## [Task brief]
Exactly how many lines of the data below include the string "factor"? State the number and nothing more.

## [Supplied material]

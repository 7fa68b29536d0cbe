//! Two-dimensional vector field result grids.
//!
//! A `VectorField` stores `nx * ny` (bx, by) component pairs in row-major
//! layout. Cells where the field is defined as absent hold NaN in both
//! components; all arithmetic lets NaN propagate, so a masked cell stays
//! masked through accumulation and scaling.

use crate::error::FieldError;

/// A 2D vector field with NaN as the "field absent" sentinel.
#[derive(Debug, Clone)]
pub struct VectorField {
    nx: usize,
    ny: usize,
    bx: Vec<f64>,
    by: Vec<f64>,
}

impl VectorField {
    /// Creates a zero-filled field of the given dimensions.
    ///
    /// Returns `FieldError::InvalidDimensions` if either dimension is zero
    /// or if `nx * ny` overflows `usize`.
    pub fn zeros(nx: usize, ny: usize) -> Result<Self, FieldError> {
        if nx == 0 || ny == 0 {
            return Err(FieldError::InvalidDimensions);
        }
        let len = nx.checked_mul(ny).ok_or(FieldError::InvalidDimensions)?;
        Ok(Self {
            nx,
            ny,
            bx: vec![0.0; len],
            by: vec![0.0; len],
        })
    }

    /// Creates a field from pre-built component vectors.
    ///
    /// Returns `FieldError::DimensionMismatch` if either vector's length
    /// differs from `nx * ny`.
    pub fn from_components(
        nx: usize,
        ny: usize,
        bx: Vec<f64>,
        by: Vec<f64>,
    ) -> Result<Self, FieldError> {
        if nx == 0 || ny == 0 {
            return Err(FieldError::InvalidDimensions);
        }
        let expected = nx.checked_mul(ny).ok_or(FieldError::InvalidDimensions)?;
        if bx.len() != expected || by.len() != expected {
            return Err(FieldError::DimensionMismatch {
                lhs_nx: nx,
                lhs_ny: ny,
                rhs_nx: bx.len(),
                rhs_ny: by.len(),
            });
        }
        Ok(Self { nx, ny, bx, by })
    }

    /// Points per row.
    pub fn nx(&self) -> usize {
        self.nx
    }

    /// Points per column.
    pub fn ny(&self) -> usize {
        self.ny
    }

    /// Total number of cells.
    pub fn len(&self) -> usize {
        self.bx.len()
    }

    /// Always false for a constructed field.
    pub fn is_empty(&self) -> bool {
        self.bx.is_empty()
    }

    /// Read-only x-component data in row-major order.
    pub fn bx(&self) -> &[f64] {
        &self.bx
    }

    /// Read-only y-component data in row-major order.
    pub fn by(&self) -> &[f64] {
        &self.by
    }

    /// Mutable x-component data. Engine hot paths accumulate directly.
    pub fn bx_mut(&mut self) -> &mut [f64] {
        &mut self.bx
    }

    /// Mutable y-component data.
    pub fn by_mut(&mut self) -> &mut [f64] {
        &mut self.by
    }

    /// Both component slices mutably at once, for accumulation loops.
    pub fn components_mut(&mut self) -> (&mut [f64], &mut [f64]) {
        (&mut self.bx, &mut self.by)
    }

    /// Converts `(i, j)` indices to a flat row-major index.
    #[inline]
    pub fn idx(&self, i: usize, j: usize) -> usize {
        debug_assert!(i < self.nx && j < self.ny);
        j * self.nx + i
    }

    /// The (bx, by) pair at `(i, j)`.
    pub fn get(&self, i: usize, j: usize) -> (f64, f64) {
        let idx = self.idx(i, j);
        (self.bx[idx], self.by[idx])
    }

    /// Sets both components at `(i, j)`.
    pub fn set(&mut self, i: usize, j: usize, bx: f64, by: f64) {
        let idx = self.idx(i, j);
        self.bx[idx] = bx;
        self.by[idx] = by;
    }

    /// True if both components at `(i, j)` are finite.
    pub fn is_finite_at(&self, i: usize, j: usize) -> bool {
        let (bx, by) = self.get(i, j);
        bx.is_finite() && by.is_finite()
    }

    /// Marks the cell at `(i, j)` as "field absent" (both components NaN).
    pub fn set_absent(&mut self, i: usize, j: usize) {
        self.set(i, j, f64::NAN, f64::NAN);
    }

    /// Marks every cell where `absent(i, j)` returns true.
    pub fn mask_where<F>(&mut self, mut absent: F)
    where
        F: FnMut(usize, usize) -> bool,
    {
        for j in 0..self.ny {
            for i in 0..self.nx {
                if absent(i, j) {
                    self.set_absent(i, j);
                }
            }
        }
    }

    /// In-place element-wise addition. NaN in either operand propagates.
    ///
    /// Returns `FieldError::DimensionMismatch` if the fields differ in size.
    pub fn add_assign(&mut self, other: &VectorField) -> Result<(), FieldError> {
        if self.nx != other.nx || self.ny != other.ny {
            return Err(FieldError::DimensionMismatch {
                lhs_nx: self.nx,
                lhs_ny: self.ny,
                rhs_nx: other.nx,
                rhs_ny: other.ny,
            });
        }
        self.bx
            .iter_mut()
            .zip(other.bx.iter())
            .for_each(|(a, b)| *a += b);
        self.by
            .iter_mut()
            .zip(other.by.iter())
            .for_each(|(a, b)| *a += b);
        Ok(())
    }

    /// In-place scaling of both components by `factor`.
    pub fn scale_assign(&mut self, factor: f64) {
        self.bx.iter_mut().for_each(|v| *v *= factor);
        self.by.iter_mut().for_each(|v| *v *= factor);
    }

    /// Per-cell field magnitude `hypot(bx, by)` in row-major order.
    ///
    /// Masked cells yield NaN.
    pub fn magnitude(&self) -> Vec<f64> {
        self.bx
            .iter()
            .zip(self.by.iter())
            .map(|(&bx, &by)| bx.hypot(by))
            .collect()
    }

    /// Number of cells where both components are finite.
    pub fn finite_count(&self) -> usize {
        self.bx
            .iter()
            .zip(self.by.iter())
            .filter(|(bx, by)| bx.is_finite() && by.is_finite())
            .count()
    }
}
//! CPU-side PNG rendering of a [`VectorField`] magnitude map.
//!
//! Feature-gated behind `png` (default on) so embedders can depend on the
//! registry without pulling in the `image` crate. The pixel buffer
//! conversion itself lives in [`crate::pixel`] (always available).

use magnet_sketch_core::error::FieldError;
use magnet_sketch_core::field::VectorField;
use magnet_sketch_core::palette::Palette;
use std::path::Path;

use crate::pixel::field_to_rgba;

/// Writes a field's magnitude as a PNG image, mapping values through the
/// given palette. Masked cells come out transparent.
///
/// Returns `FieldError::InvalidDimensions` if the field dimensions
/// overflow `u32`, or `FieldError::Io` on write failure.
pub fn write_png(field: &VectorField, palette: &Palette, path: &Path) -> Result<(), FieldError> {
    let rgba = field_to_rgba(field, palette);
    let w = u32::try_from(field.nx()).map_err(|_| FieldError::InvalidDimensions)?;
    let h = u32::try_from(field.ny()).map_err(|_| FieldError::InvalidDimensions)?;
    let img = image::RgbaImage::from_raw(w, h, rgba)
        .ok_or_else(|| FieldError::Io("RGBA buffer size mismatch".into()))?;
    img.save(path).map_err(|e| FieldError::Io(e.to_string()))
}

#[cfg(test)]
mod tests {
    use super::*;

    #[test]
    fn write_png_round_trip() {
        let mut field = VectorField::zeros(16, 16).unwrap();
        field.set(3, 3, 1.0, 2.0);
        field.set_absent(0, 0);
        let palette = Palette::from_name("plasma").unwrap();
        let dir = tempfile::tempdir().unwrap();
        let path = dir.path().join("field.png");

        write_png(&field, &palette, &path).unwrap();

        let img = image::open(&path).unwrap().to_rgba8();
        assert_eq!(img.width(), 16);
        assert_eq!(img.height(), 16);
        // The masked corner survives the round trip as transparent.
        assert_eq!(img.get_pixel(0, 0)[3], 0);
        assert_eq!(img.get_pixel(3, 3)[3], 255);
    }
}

## [Solution below]
4